Here in the Clark Fork basin, and out in the coulees of the east Montana prairie, it is the time of the hunt.  Yes, the stalwarts are waking in cold canvas tents at four, donning their insulated camo overhauls and heading into the drifts in search of their musky beasts.  If there be tradition in this corner of North America, you will find it among those who teach their children to follow the bloody spoor, to blow an echoing bugle in the upland forests.

This is not my personal tradition though each year I promise I'll find myself a gun and head out with friends who know what they are doing.  Despite my childhood love of ninja weapons, I can't seem to visit the sporting goods store in order to put a deer rifle in my closet.  Save for a few grouse I have killed with rocks and sticks, I've never hunted.  Each November passes and I spend my weekends at home cooking and reading while the rest of the state laces up their calf-high Sorrels and steps into the wind.

I am not opposed to hunting.  I view it as a rather noble means of putting protein on the table, and it is hard work that often involves long hours in less than ideal weather.  Not to mention that hunting necessitates a willingness to confront some rather disagreeable life realities: watching a sleek creature die and then pulling out its guts.

But I think there is something suspect about a meat-eater who can't bring himself to slice into a warm body cavity and look his prey in its dying, unclouded eye.  So I vow to buy that gun someday.  Not this year, though.

That's why it is fortunate to have friends who are not squeamish.  Last week, a friend set two coolers on the desk at work.  Both were full of elk.
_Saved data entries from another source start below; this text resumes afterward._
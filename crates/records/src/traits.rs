//! The `RecordTransform` trait — the contract every per-record transform
//! must fulfil.

use async_trait::async_trait;
use serde_json::Value;

use crate::TransformError;

/// Per-record transformation applied by the request handler.
#[async_trait]
pub trait RecordTransform: Send + Sync {
    /// Transform a single record and return the result.
    ///
    /// The handler discards the returned value; only the call and its
    /// failure matter to it.
    async fn apply(&self, record: &Value) -> Result<Value, TransformError>;
}

/// Name of a JSON value's kind, used in error messages.
pub fn kind_of(value: &Value) -> &'static str {
    match value {
        Value::Null => "null",
        Value::Bool(_) => "bool",
        Value::Number(_) => "number",
        Value::String(_) => "string",
        Value::Array(_) => "array",
        Value::Object(_) => "object",
    }
}
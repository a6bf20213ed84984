//! Postgres connection pool.

use sqlx::postgres::PgPoolOptions;
use sqlx::PgPool;
use tracing::info;

use crate::DbError;

/// Type alias for the Postgres pool behind `PgDataSource`.
pub type DbPool = PgPool;

/// Pool ceiling used when the caller has no preference.
pub const DEFAULT_MAX_CONNECTIONS: u32 = 5;

/// Connect to `database_url` with at most `max_connections` open connections.
pub async fn create_pool(database_url: &str, max_connections: u32) -> Result<DbPool, DbError> {
    info!(max_connections, "connecting to user database");
    let pool = PgPoolOptions::new()
        .max_connections(max_connections.max(1))
        .connect(database_url)
        .await?;
    Ok(pool)
}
One was full of steaks, the other was stuffed with burger.




One of the attractive things about the chase for the uninitiated is that it seems to arm hunters with an inexhaustible arsenal of stories.  I can't count the number of times I have sat silent around a campfire while my company flooded the night with whiskey-soaked tales about tracking wounded critters up 3000-foot snowslopes.  Montanans of all stripes love to weave tales of the hunt.
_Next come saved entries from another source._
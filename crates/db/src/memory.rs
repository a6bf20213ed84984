//! `MemorySource` — an in-process test double for `DataSource`.
//!
//! Useful in unit tests where a live Postgres instance is either unavailable
//! or irrelevant.

use async_trait::async_trait;
use serde_json::Value;
use std::sync::{Arc, Mutex};

use crate::{DataSource, DbError};

/// Behaviour injected into `MemorySource` at construction time.
pub enum MemoryBehaviour {
    /// Return these records for every query.
    Rows(Vec<Value>),
    /// Fail every query with `DbError::Source`.
    Fail(String),
}

/// A data source that records every query it receives and answers with a
/// programmer-specified result.
pub struct MemorySource {
    pub behaviour: MemoryBehaviour,
    /// All queries seen by this source (in call order).
    pub queries: Arc<Mutex<Vec<String>>>,
}

impl MemorySource {
    /// Create a source that always returns the given records.
    pub fn returning(rows: Vec<Value>) -> Self {
        Self {
            behaviour: MemoryBehaviour::Rows(rows),
            queries: Arc::new(Mutex::new(Vec::new())),
        }
    }

    /// Create a source that always fails.
    pub fn failing(msg: impl Into<String>) -> Self {
        Self {
            behaviour: MemoryBehaviour::Fail(msg.into()),
            queries: Arc::new(Mutex::new(Vec::new())),
        }
    }

    /// Snapshot of the queries executed so far.
    pub fn executed(&self) -> Vec<String> {
        self.queries.lock().unwrap().clone()
    }
}

#[async_trait]
impl DataSource for MemorySource {
    async fn execute(&self, query: &str) -> Result<Vec<Value>, DbError> {
        self.queries.lock().unwrap().push(query.to_owned());

        match &self.behaviour {
            MemoryBehaviour::Rows(rows) => Ok(rows.clone()),
            MemoryBehaviour::Fail(msg) => Err(DbError::Source(msg.clone())),
        }
    }
}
So here's the story of this elk:  Driving in the Pintler Range, my friend came across a young bull.  He got out of the truck, steadied his gun over the hood and fired.  Damn, he thought.  I missed.  The bull had not flinched but broke into a run and disappeared in the timber.  But the animal had not run far.  When they opened him up, his body cavity was full of blood.  The bull took the shot directly in the heart.  (Quick death for the elk, but too bad for those who might like to devour seared slices of heart.)

"I saw that happen once with a bull my dad shot," he told me.  "Sucker charged 2000 feet and dropped dead.  Ran that far with a blown-up heart."
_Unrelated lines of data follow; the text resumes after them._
//! `user-lookup` CLI entry-point.
//!
//! Available sub-commands:
//! - `lookup` — fetch a user's records from Postgres and print them.
//! - `query`  — print the query that would be sent, without connecting.

use std::sync::Arc;
use std::time::Duration;

use anyhow::Context;
use clap::{Parser, Subcommand};
use serde_json::Value;
use tracing::info;
use tracing_subscriber::EnvFilter;

use db::pool::DEFAULT_MAX_CONNECTIONS;
use db::PgDataSource;
use handler::{HandlerConfig, Request, RequestHandler};

#[derive(Parser)]
#[command(name = "user-lookup", about = "Look up a user's records", version)]
struct Cli {
    #[command(subcommand)]
    command: Command,
}

#[derive(Subcommand)]
enum Command {
    /// Fetch the user's records and print one JSON value per line.
    Lookup {
        /// User identifier; parsed as JSON when possible, else used as text.
        #[arg(long)]
        user_id: Option<String>,
        #[arg(long, env = "DATABASE_URL")]
        database_url: String,
        /// Connection pool ceiling.
        #[arg(long, default_value_t = DEFAULT_MAX_CONNECTIONS)]
        max_connections: u32,
        /// Pause before each record is transformed.
        #[arg(long, default_value_t = 100)]
        delay_ms: u64,
    },
    /// Print the query built for the given identifier.
    Query {
        #[arg(long)]
        user_id: Option<String>,
    },
}

/// Interpret a command-line identifier: `42` becomes a number, `abc` a string.
fn parse_user_id(raw: &str) -> Value {
    serde_json::from_str(raw).unwrap_or_else(|_| Value::String(raw.to_owned()))
}

fn build_request(user_id: Option<String>) -> Request {
    match user_id {
        Some(raw) => Request::new().with("user_id", parse_user_id(&raw)),
        None => Request::new(),
    }
}

/// Directives from `rust_log` when present and valid, otherwise `info`.
fn log_filter(rust_log: Option<&str>) -> EnvFilter {
    rust_log
        .and_then(|directives| EnvFilter::try_new(directives).ok())
        .unwrap_or_else(|| EnvFilter::new("info"))
}

#[tokio::main]
async fn main() -> anyhow::Result<()> {
    tracing_subscriber::fmt()
        .with_env_filter(log_filter(std::env::var("RUST_LOG").ok().as_deref()))
        .init();

    let cli = Cli::parse();

    match cli.command {
        Command::Lookup { user_id, database_url, max_connections, delay_ms } => {
            let config = HandlerConfig {
                transform_delay: Duration::from_millis(delay_ms),
            };

            let pool = db::pool::create_pool(&database_url, max_connections)
                .await
                .context("failed to connect to database")?;
            let handler = RequestHandler::with_config(Arc::new(PgDataSource::new(pool)), &config);

            let request = build_request(user_id);
            let rows = handler.handle(&request).await.context("lookup failed")?;
            info!("lookup returned {} records", rows.len());

            for row in rows {
                println!("{row}");
            }
        }
        Command::Query { user_id } => {
            let request = build_request(user_id);
            println!("{}", db::user_query(request.user_id()));
        }
    }

    Ok(())
}

#[cfg(test)]
mod tests {
    use super::*;
    use serde_json::json;
    use tracing_subscriber::filter::LevelFilter;
    use tracing_subscriber::Layer;
    use tracing_subscriber::Registry;

    fn level_of(filter: &EnvFilter) -> Option<LevelFilter> {
        <EnvFilter as Layer<Registry>>::max_level_hint(filter)
    }

    #[test]
    fn log_filter_defaults_to_info() {
        assert_eq!(level_of(&log_filter(None)), Some(LevelFilter::INFO));
    }

    #[test]
    fn log_filter_honours_rust_log() {
        assert_eq!(level_of(&log_filter(Some("debug"))), Some(LevelFilter::DEBUG));
    }

    #[test]
    fn numeric_user_id_is_parsed_as_number() {
        assert_eq!(parse_user_id("42"), json!(42));
    }

    #[test]
    fn free_text_user_id_stays_text() {
        assert_eq!(parse_user_id("alice"), json!("alice"));
    }

    #[test]
    fn absent_user_id_builds_empty_request() {
        assert_eq!(build_request(None).user_id(), None);
    }

    #[test]
    fn given_user_id_lands_under_user_id_key() {
        let request = build_request(Some("42".into()));
        assert_eq!(request.user_id(), Some(&json!(42)));
        assert_eq!(db::user_query(request.user_id()), "SELECT * FROM users WHERE id = 42");

        let request = build_request(Some("alice".into()));
        assert_eq!(request.get("user_id"), Some(&json!("alice")));
    }

    #[test]
    fn lookup_flags_fall_back_to_defaults() {
        let cli = Cli::try_parse_from([
            "user-lookup",
            "lookup",
            "--database-url",
            "postgres://localhost/users",
        ])
        .expect("valid arguments");

        match cli.command {
            Command::Lookup { user_id, max_connections, delay_ms, .. } => {
                assert_eq!(user_id, None);
                assert_eq!(max_connections, DEFAULT_MAX_CONNECTIONS);
                assert_eq!(delay_ms, 100);
            }
            Command::Query { .. } => panic!("expected lookup"),
        }
    }
}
"How do you think that works," I asked

"I don't know, man.  But it would probably be the same with us.  I don't want to find out."

So, in honor of this powerful creature and the guy who brought him down and shared with me, we're making bull elk burgers.  I'm adding some ground pork fatback and some ground beef to moisten the lean grind.  Topped with thick slices of home-cured bacon and a rich ketchup we boiled down off 20 pounds of garden romas this summer.